Input for this task.

-- -- --

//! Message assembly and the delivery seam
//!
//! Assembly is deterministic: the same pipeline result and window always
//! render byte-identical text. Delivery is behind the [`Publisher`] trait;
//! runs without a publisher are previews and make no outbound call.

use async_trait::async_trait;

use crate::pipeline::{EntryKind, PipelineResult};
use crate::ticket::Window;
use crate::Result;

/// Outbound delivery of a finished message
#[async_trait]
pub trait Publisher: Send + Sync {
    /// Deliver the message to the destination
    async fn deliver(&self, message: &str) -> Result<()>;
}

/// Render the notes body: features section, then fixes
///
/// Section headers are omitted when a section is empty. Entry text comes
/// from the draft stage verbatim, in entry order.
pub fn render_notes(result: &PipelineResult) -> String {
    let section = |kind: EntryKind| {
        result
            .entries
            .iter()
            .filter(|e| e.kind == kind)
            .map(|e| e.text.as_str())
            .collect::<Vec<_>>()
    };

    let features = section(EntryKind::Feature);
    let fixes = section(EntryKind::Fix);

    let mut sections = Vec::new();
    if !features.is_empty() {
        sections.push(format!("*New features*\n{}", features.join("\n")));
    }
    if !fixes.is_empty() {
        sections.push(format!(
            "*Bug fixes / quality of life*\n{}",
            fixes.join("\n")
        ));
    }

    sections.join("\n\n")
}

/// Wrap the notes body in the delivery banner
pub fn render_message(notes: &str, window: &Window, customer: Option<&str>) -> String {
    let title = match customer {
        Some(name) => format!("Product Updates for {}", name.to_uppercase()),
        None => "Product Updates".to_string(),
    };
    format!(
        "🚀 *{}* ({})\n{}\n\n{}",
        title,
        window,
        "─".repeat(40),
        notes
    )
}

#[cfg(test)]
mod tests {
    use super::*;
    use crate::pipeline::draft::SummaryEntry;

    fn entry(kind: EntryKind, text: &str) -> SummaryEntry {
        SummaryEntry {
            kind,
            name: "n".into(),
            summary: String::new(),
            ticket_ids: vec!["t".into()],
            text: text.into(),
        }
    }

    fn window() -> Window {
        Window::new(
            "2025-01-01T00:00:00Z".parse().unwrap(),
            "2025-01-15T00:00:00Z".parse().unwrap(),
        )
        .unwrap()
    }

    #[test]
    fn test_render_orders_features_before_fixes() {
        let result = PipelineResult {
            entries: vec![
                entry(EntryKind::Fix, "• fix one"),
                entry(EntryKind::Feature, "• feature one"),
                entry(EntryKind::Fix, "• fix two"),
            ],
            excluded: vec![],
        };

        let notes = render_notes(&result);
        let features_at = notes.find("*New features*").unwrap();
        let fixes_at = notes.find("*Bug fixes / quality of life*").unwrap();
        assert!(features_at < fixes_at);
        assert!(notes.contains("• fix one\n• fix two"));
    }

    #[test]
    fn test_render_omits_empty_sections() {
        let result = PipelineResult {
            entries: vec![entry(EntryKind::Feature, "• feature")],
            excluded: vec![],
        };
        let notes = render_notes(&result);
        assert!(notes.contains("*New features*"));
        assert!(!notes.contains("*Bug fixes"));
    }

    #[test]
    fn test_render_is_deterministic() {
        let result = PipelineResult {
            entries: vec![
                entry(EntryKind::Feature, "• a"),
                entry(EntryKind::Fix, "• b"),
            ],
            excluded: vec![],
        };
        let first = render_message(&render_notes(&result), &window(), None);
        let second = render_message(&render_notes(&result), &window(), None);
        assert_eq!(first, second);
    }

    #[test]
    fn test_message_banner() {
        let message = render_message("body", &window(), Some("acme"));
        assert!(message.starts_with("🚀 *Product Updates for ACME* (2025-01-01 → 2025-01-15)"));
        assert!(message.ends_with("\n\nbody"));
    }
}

-- -- --

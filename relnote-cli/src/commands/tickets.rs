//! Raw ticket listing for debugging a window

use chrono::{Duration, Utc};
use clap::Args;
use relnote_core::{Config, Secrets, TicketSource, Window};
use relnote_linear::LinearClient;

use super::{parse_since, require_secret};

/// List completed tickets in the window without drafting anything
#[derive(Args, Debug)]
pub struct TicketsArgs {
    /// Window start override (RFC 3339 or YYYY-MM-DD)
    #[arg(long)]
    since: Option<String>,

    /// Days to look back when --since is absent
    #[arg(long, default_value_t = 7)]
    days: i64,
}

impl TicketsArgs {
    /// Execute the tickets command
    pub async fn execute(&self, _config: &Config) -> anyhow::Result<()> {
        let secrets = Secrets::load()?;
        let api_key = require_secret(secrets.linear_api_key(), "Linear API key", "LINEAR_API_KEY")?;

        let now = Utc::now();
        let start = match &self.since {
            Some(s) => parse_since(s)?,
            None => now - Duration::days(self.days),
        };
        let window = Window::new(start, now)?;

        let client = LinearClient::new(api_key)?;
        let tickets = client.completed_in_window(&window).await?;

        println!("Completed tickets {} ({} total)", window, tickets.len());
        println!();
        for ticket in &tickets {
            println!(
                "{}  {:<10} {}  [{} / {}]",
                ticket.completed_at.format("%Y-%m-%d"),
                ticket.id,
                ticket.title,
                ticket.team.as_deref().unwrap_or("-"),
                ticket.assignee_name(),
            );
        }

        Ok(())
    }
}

-- -- --

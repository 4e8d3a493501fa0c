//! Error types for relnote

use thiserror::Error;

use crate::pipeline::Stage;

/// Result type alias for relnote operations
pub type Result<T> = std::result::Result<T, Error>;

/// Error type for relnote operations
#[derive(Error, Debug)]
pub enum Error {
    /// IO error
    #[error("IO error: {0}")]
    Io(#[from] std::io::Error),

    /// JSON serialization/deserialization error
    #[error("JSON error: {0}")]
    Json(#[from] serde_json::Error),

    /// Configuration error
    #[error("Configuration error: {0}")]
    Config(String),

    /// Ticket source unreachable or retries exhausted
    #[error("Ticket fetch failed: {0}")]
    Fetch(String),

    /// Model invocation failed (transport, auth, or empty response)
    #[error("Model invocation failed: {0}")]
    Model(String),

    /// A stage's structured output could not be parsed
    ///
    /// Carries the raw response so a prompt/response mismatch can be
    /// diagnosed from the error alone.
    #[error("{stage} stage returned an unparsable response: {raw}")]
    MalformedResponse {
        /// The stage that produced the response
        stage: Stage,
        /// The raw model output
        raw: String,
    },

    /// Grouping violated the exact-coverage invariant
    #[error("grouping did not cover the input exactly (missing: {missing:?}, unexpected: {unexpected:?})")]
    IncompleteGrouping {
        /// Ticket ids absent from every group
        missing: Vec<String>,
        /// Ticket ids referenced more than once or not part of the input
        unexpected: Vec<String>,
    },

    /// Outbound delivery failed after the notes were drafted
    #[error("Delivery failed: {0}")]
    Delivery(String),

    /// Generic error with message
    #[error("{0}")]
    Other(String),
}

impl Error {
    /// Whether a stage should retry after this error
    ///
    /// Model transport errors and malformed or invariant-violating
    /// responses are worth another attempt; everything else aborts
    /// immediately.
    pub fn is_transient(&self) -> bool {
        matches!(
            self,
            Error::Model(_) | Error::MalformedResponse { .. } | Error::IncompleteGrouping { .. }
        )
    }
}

-- -- --

Assignment.
Each line of the data that holds "second" should be reported.

Output of the task.
        let second = render_message(&render_notes(&result), &window(), None);
        assert_eq!(first, second);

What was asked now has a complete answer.